Cursor Composer 2.5 lands one point behind Opus 4.7 on SWE-Bench and bills ten times less. The promo just ended.
On May 18 Cursor shipped its own coding model and gave everyone a week of double usage to stress-test it. That promo ended around May 25, so the rates you are paying right now are the real ones: $0.50 input and $2.50 output per million tokens on Standard, $3.00 and $15.00 on Fast. Artificial Analysis put it third on the Coding Agent Index, sitting between GPT-5.5 and a clean Pareto frontier. The interesting question is no longer whether the model works. It does. The question is whether a hosted-only coding agent with no public API is the right place to send your team's real work.

Photo by Rob Wingate on Unsplash
Ten times cheaper, one point behind, hosted only
Three things you need before reading any further. Composer 2.5 Standard at $0.50 input and $2.50 output is sub-frontier pricing, roughly 10x under Opus 4.7 and GPT-5.5 on output. On Artificial Analysis's Coding Agent Index it lands at 62, one point below GPT-5.5 and four below Opus 4.7. And the catch worth saying twice: the model lives inside Cursor and only inside Cursor. There is no REST endpoint for it. If your stack is not Cursor, this is a story you are reading, not a model you can buy.

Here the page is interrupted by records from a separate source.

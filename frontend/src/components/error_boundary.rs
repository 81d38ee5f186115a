//! Error boundaries for rendering failures.
//!
//! The global boundary replaces the whole page and offers a way back to the
//! directory; the component boundary keeps the rest of the page alive and
//! only swaps out the section that failed.

use dioxus::prelude::*;

#[component]
pub fn GlobalErrorBoundary(boundary_name: ReadSignal<String>, children: Element) -> Element {
    rsx! {
        ErrorBoundary {
            handle_error: move |context: ErrorContext| {
                rsx! {
                    div {
                        id: "x-global-error",
                        style: "
                            display: flex;
                            flex-direction: column;
                            align-items: center;
                            gap: 12px;
                            padding: 40px;
                        ",
                        h1 {
                            style: "color: #B91C1C; font-size: 40px; margin: 0;",
                            "The directory hit an unexpected error"
                        }
                        p {
                            style: "color: #7F1D1D; font-size: 20px; margin: 0;",
                            "Failed in: {boundary_name}"
                        }
                        a {
                            href: "/",
                            style: "color: #1D4ED8; font-size: 20px; border: 1px solid #1D4ED8; padding: 10px 16px; border-radius: 8px;",
                            "Back to the directory"
                        }
                        pre {
                            style: "color: #111827; border: 1px solid #B91C1C; padding: 10px; border-radius: 8px; text-wrap: auto; max-width: 700px;",
                            "{context:#?}"
                        }
                    }
                }
            },
            children
        }
    }
}

#[component]
pub fn ComponentErrorBoundary(children: Element) -> Element {
    rsx! {
        ErrorBoundary {
            handle_error: |context: ErrorContext| {
                let error_txt = match context.error() {
                    Some(err) => format!("{:#?}", err.0),
                    None => "Unknown error".to_string(),
                };
                rsx! {
                    ComponentErrorDisplay {
                        error_txt,
                        button {
                            style: "color: #1D4ED8; font-size: 18px; border: 1px solid #1D4ED8; background: white; padding: 8px 14px; border-radius: 8px; margin: 15px; cursor: pointer;",
                            onclick: move |_| {
                                context.clear_errors();
                            },
                            "Try Again"
                        }
                    }
                }
            },
            div {
                width: "100%",
                height: "100%",
                {children}
            }
        }
    }
}

#[component]
pub fn ComponentErrorDisplay(error_txt: ReadSignal<String>, children: Element) -> Element {
    rsx! {
        div {
            id: "x-component-error",
            width: "100%",
            height: "100%",
            display: "flex",
            flex_direction: "column",
            align_items: "center",
            justify_content: "center",

            h1 {
                style: "color: #B91C1C; font-size: 26px; margin: 5px;",
                "This section of the directory failed to load"
            }

            pre {
                style: "color: #7F1D1D; border: 1px solid #B91C1C; padding: 10px; border-radius: 8px; margin: 5px; text-wrap: auto; max-width: 500px; max-height: 400px; overflow-y: auto;",
                "{error_txt}"
            }

            {children}
        }
    }
}
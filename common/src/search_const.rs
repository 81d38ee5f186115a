//! Shared limits and facet option lists.

use crate::facet_filter::CostRange;

/// Row cap for the store-name search boundary.
pub const SEARCH_RESULT_LIMIT: u32 = 50;
/// Row cap for the featured/fallback boundary.
pub const FEATURED_RESULT_LIMIT: u32 = 20;
/// Keystroke debounce before a search request is issued.
pub const SEARCH_DEBOUNCE_MS: u32 = 300;

pub const FACET_CITY: &str = "city";
pub const FACET_COUNTRY: &str = "country";
pub const FACET_FITNESS_LEVEL: &str = "fitness_level";
pub const FACET_DAYS_PER_WEEK: &str = "days_per_week";

pub const FITNESS_LEVELS: &[&str] = &["Beginner", "Intermediate", "Rx", "Scaled", "Very Active"];

pub const DAYS_PER_WEEK_OPTIONS: &[&str] = &["2-3", "3-5", "5-7", "Individual"];

/// Cost buckets offered by the training-plan filter menu. The last bucket is
/// unbounded above.
pub fn cost_ranges() -> Vec<CostRange> {
    vec![
        CostRange::new("Under $20", 0, Some(20)),
        CostRange::new("$20 - $50", 20, Some(50)),
        CostRange::new("$50 - $75", 50, Some(75)),
        CostRange::new("$100+", 100, None),
    ]
}
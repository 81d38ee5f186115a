pub mod gyms;
pub mod plans;
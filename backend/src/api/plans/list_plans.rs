//! Full plan listing for the client-side facet engine.

use common::training_plan::{PlanRecord, PLAN_LIST_COLUMNS};
use tracing::debug;

use crate::db::rest_client::{RestClient, SelectQuery};

/// Every plan, ordered by title. The directory holds tens of rows, so the
/// filter menu works on the full set client side.
pub async fn list_plans(client: &RestClient) -> anyhow::Result<Vec<PlanRecord>> {
    let select = SelectQuery::table("training_plans")
        .columns(PLAN_LIST_COLUMNS)
        .order_asc("title");
    let rows = client.fetch_all::<PlanRecord>(&select).await?;
    debug!(plans = rows.len(), "plan listing");
    Ok(rows)
}
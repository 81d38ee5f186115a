//! Filter dropdown with single-select facet chips.

use dioxus::prelude::*;
use dioxus_free_icons::{
    Icon,
    icons::{
        md_navigation_icons::MdArrowDropDown,
        md_toggle_icons::{MdCheckBox, MdCheckBoxOutlineBlank},
    },
};

use common::facet_filter::{CostRange, FacetSelection};
use common::search_const::cost_ranges;

/// One exact-match facet offered by the menu: a display title, the facet key
/// understood by the filter engine, and the selectable values.
#[derive(Debug, Clone, PartialEq)]
pub struct FacetSection {
    pub title: String,
    pub facet_name: String,
    pub options: Vec<String>,
}

impl FacetSection {
    pub fn new(title: &str, facet_name: &str, options: Vec<String>) -> Self {
        Self {
            title: title.to_string(),
            facet_name: facet_name.to_string(),
            options,
        }
    }
}

/// Dropdown button exposing the facet sections. Each facet is single-select;
/// clicking the selected value again clears it.
#[component]
pub fn FilterMenu(
    selection: Signal<FacetSelection>,
    sections: Vec<FacetSection>,
    with_cost_ranges: bool,
) -> Element {
    let mut is_expanded = use_signal(|| false);
    let is_filtered = use_memo(move || !selection.read().is_empty());
    let border_color = use_memo(move || {
        if is_filtered() { "rgba(37,99,235,0.9)" } else { "rgba(0,0,0,0.5)" }
    });

    rsx! {
        if is_expanded() {
            div {
                style: "position: relative; width: 0px; height: 0px; top: 0px; left: 0px;",
                div {
                    style: "
                        position: absolute;
                        top: 12px;
                        right: -40px;
                        background: white;
                        min-width: 300px;
                        max-width: 420px;
                        max-height: calc(100vh - 140px);
                        overflow-y: auto;
                        border: 1px solid rgba(0,0,0,0.5);
                        border-radius: 10px;
                        padding: 10px;
                        box-shadow: 0 0 10px 0 rgba(0, 0, 0, 0.1);
                        z-index: 1000;
                    ",
                    for section in sections.clone() {
                        FacetOptionGroup {
                            selection,
                            title: section.title.clone(),
                            facet_name: section.facet_name.clone(),
                            options: section.options.clone(),
                        }
                    }
                    if with_cost_ranges {
                        CostRangeGroup { selection }
                    }
                }
            }
            div {
                style: "
                    position: fixed;
                    top: 0px;
                    left: 0px;
                    z-index: 999;
                    background-color: rgba(0,0,0,0.1);
                    width: 100%;
                    height: 100%;
                ",
                onclick: move |_| {
                    is_expanded.set(false);
                },
            }
        }

        button {
            onclick: move |_| {
                let expanded = *is_expanded.read();
                is_expanded.set(!expanded);
            },
            style: "
                cursor: pointer;
                display: flex;
                align-items: center;
                justify-content: center;
                gap: 6px;
                flex-direction: row;
                border: 2px solid {border_color()};
                border-radius: 1000px;
                background-color: white;
                box-shadow: 0 0 10px 0 rgba(0, 0, 0, 0.1);
                position: relative;
                height: 28px;
                padding: 20px 16px;
                font-size: 15px;
                font-weight: 400;
                z-index: 1000;
                white-space: nowrap;
                flex-shrink: 0;
            ",
            "Filter"
            Icon { icon: MdArrowDropDown, style: "width: 20px; height: 20px; color:rgba(0,0,0,0.9);" }
        }
    }
}

#[component]
fn FacetOptionGroup(
    selection: Signal<FacetSelection>,
    title: String,
    facet_name: String,
    options: Vec<String>,
) -> Element {
    rsx! {
        div {
            style: "font-size: 14px; font-weight: 600; color: #374151; padding: 6px 4px;",
            "{title}"
        }
        ul {
            style: "list-style: none; margin: 0; padding: 0 0 6px 0;",
            for option in options {
                li {
                    key: "{option}",
                    FacetOptionRow {
                        selection,
                        facet_name: facet_name.clone(),
                        value: option,
                    }
                }
            }
        }
    }
}

#[component]
fn FacetOptionRow(
    mut selection: Signal<FacetSelection>,
    facet_name: String,
    value: String,
) -> Element {
    let is_checked = selection.read().is_field_selected(&facet_name, &value);
    let toggle = {
        let facet_name = facet_name.clone();
        let value = value.clone();
        move |_| {
            selection.write().toggle_field(&facet_name, &value);
        }
    };
    rsx! {
        FacetCheckboxRow { label: value.clone(), is_checked, onclick: toggle }
    }
}

#[component]
fn CostRangeGroup(selection: Signal<FacetSelection>) -> Element {
    rsx! {
        div {
            style: "font-size: 14px; font-weight: 600; color: #374151; padding: 6px 4px;",
            "Cost Range"
        }
        ul {
            style: "list-style: none; margin: 0; padding: 0 0 6px 0;",
            for range in cost_ranges() {
                li {
                    key: "{range.label}",
                    CostRangeRow { selection, range }
                }
            }
        }
    }
}

#[component]
fn CostRangeRow(mut selection: Signal<FacetSelection>, range: CostRange) -> Element {
    let is_checked = selection.read().is_cost_range_selected(&range);
    let toggle = {
        let range = range.clone();
        move |_| {
            selection.write().toggle_cost_range(&range);
        }
    };
    rsx! {
        FacetCheckboxRow { label: range.label.clone(), is_checked, onclick: toggle }
    }
}

#[component]
fn FacetCheckboxRow(label: String, is_checked: bool, onclick: Callback<Event<MouseData>>) -> Element {
    rsx! {
        div {
            class: "x-facet-list-item",
            style: "
                display: flex;
                flex-direction: row;
                gap: 10px;
                cursor: pointer;
                padding: 4px;
                margin: 4px;
                align-items: center;
            ",
            onclick: move |event| {
                onclick.call(event);
            },

            if is_checked {
                Icon { icon: MdCheckBox, style: "width: 22px; height: 22px; color: rgb(28, 33, 45); flex-shrink: 0;" }
            } else {
                Icon { icon: MdCheckBoxOutlineBlank, style: "width: 22px; height: 22px; color: black; flex-shrink: 0;" }
            }
            div {
                style: "
                    font-size: 16px;
                    font-weight: 400;
                    color: rgb(0, 0, 0);
                    overflow: hidden;
                    text-overflow: ellipsis;
                    white-space: nowrap;
                    min-width: 0;
                ",
                "{label}"
            }
        }
    }
}
//! Featured gyms, used as the fallback baseline when the search box is empty.

use common::gym::{GymRecord, GYM_LIST_COLUMNS};
use common::search_const::FEATURED_RESULT_LIMIT;

use crate::db::rest_client::{RestClient, SelectQuery};

pub async fn featured_gyms(client: &RestClient) -> anyhow::Result<Vec<GymRecord>> {
    let select = SelectQuery::table("gyms")
        .columns(GYM_LIST_COLUMNS)
        .order_asc("store")
        .limit(FEATURED_RESULT_LIMIT);
    client.fetch_all::<GymRecord>(&select).await
}
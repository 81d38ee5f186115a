//! HTTP client for the Postgres REST endpoint.
//!
//! Row filters are encoded as query parameters in the PostgREST style:
//! `?select=id,store&store=ilike.*berl*&limit=50`.

use std::sync::OnceLock;

use serde::de::DeserializeOwned;
use tracing::debug;

use crate::config::DirectoryConfig;

/// A single table read, built up as a list of query parameters. Building is
/// pure; only [`RestClient`] performs I/O.
#[derive(Debug, Clone, PartialEq)]
pub struct SelectQuery {
    table: String,
    params: Vec<(String, String)>,
}

impl SelectQuery {
    pub fn table(name: &str) -> Self {
        Self { table: name.to_string(), params: Vec::new() }
    }

    pub fn columns(mut self, columns: &str) -> Self {
        self.params.push(("select".to_string(), columns.to_string()));
        self
    }

    /// Case-insensitive substring match on one column.
    pub fn ilike_contains(mut self, column: &str, needle: &str) -> Self {
        // * is the PostgREST wildcard and , separates filter lists; neither
        // may pass through from user input
        let needle = needle.replace(['*', ','], " ");
        self.params.push((column.to_string(), format!("ilike.*{needle}*")));
        self
    }

    pub fn eq(mut self, column: &str, value: &str) -> Self {
        self.params.push((column.to_string(), format!("eq.{value}")));
        self
    }

    pub fn order_asc(mut self, column: &str) -> Self {
        self.params.push(("order".to_string(), format!("{column}.asc")));
        self
    }

    pub fn limit(mut self, limit: u32) -> Self {
        self.params.push(("limit".to_string(), limit.to_string()));
        self
    }

    pub fn offset(mut self, offset: u32) -> Self {
        self.params.push(("offset".to_string(), offset.to_string()));
        self
    }

    pub fn table_name(&self) -> &str {
        &self.table
    }

    pub fn query_params(&self) -> &[(String, String)] {
        &self.params
    }
}

pub struct RestClient {
    http: reqwest::Client,
    config: DirectoryConfig,
}

impl RestClient {
    pub fn new(config: DirectoryConfig) -> Self {
        Self { http: reqwest::Client::new(), config }
    }

    /// Process-wide client used by the server functions. Configuration is
    /// read from the environment exactly once, on first use.
    pub fn shared() -> &'static RestClient {
        static SHARED: OnceLock<RestClient> = OnceLock::new();
        SHARED.get_or_init(|| RestClient::new(DirectoryConfig::from_env()))
    }

    pub async fn fetch_all<T: DeserializeOwned>(&self, query: &SelectQuery) -> anyhow::Result<Vec<T>> {
        let url = format!(
            "{}/rest/v1/{}",
            self.config.rest_url.trim_end_matches('/'),
            query.table_name()
        );
        let response = self
            .http
            .get(url)
            .query(query.query_params())
            .header("apikey", &self.config.service_key)
            .header("Authorization", format!("Bearer {}", self.config.service_key))
            .send()
            .await?;
        let status = response.status();
        let body = response.text().await?;
        if status.is_client_error() || status.is_server_error() {
            anyhow::bail!("directory store error: {}: {}", status, body);
        }
        debug!(table = query.table_name(), response_len = body.len(), "rest fetch");
        let rows: Vec<T> = serde_json::from_str(&body)?;
        Ok(rows)
    }

    /// Fetch at most one row. A miss is `Ok(None)`, not an error.
    pub async fn fetch_one<T: DeserializeOwned>(&self, query: SelectQuery) -> anyhow::Result<Option<T>> {
        let rows = self.fetch_all::<T>(&query.limit(1)).await?;
        Ok(rows.into_iter().next())
    }
}

#[cfg(test)]
mod tests {
    use super::*;

    fn params(query: &SelectQuery) -> Vec<(&str, &str)> {
        query
            .query_params()
            .iter()
            .map(|(k, v)| (k.as_str(), v.as_str()))
            .collect()
    }

    #[test]
    fn ilike_wraps_needle_in_wildcards() {
        let query = SelectQuery::table("gyms").ilike_contains("store", "berl");
        assert_eq!(params(&query), vec![("store", "ilike.*berl*")]);
    }

    #[test]
    fn ilike_strips_reserved_characters() {
        let query = SelectQuery::table("gyms").ilike_contains("store", "a*b,c");
        assert_eq!(params(&query), vec![("store", "ilike.*a b c*")]);
    }

    #[test]
    fn select_filters_render_in_order() {
        let query = SelectQuery::table("gyms")
            .columns("id,store")
            .eq("slug", "berlin-box")
            .order_asc("store")
            .limit(20)
            .offset(40);
        assert_eq!(
            params(&query),
            vec![
                ("select", "id,store"),
                ("slug", "eq.berlin-box"),
                ("order", "store.asc"),
                ("limit", "20"),
                ("offset", "40"),
            ]
        );
    }
}
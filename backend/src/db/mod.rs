pub mod rest_client;
//! Top navigation bar component.

use dioxus::prelude::*;
use dioxus_free_icons::icons::md_action_icons::{MdHome, MdSearch};
use dioxus_free_icons::icons::md_image_icons::MdStyle;
use dioxus_free_icons::{Icon, IconShape};

use crate::components::error_boundary::GlobalErrorBoundary;
use crate::routes::Route;

/// Shared navbar layout wrapping every page.
#[component]
pub fn Navbar() -> Element {
    rsx! {
        div {
            id: "x-nav-container",
            style: "
                display:flex;
                flex-direction: column;
                width: 100%;
                min-height: 100%;
            ",

            div {
                id: "x-nav-top-bar",
                style: "
                    display:flex;
                    flex-direction: row;
                    align-items: center;
                    gap: 28px;
                    height: 60px;
                    padding: 0 24px;
                    background-color: #1C212D;
                    border-bottom: 1px solid #000000;
                    flex-shrink: 0;
                ",

                NavbarLogo {}

                NavLink { to: Route::HomePage {}, icon: MdHome, label: "Home" }
                NavLink { to: Route::GymsPage {}, icon: MdSearch, label: "Find a Gym" }
                NavLink { to: Route::TrainingPlansPage {}, icon: MdStyle, label: "Training Plans" }
            }

            div {
                id: "x-page-container",
                style: "flex-grow:1; min-height: 100px;",
                GlobalErrorBoundary {
                    boundary_name: "Navbar".to_string(),
                    Outlet::<Route> {}
                }
            }
        }
    }
}

#[component]
fn NavbarLogo() -> Element {
    rsx! {
        Link {
            to: Route::HomePage {},
            span {
                style: "color: white; font-size: 22px; font-weight: 700; letter-spacing: 0.04em;",
                "HYROX "
                span { style: "color: #F472B6;", "DIRECTORY" }
            }
        }
    }
}

#[component]
fn NavLink<T: IconShape + Clone + PartialEq + 'static>(to: Route, icon: T, label: String) -> Element {
    rsx! {
        Link {
            to: to,
            span {
                style: "
                    display:flex;
                    flex-direction: row;
                    align-items: center;
                    gap: 8px;
                    color: white;
                    font-size: 16px;
                ",
                Icon { icon: icon, style: "width: 20px; height: 20px;" }
                "{label}"
            }
        }
    }
}
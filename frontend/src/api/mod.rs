pub mod gyms_api;
pub mod plans_api;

The launch-week 2x usage promo expired around May 25. Bills coming in this week are the first ones at full rates. Worth a glance at the invoice before you assume nothing changed.
Standard, Fast, and what they actually mean
Cursor publishes Composer 2.5 in two flavors. Both are the same underlying model. The difference is the latency budget Cursor is willing to throw at your request and, on the rate card, how much they charge you for it.
| Tier | Input / 1M | Output / 1M | Avg minutes/task | Where it lives |
|---|---|---|---|---|
| Composer 2.5 Standard | $0.50 | $2.50 | 9.3 | Cursor only |
| Composer 2.5 Fast | $3.00 | $15.00 | 6.7 | Cursor only |
| Kimi K2.5 (base model) | $0.60 | $3.00 | — | Moonshot API |
Standard is what you should default to. It is the cheap one, and unless your team is sitting waiting for the model to think, the 2.6 extra minutes per task is invisible because you are working on something else in another tab. Fast exists for the people who want a generation in front of them before they can context-switch, which is a real preference but a 6x markup on output to satisfy it.
Note Cursor undercut the upstream model on Standard, which is unusual. The Kimi K2.5 base lists at $0.60 input and $3.00 output on Moonshot's own API. Cursor charges less than the underlying inference would cost them by quite a margin, which means Standard is being subsidized to drive adoption. That is fine while it lasts. It tells you something about where the rates could land six months in.
How it stacks against the models you would have used instead
Compare like for like. Below is what the frontier and second-tier coding models cost per million tokens, pulled from each provider's current pricing page on May 27, 2026.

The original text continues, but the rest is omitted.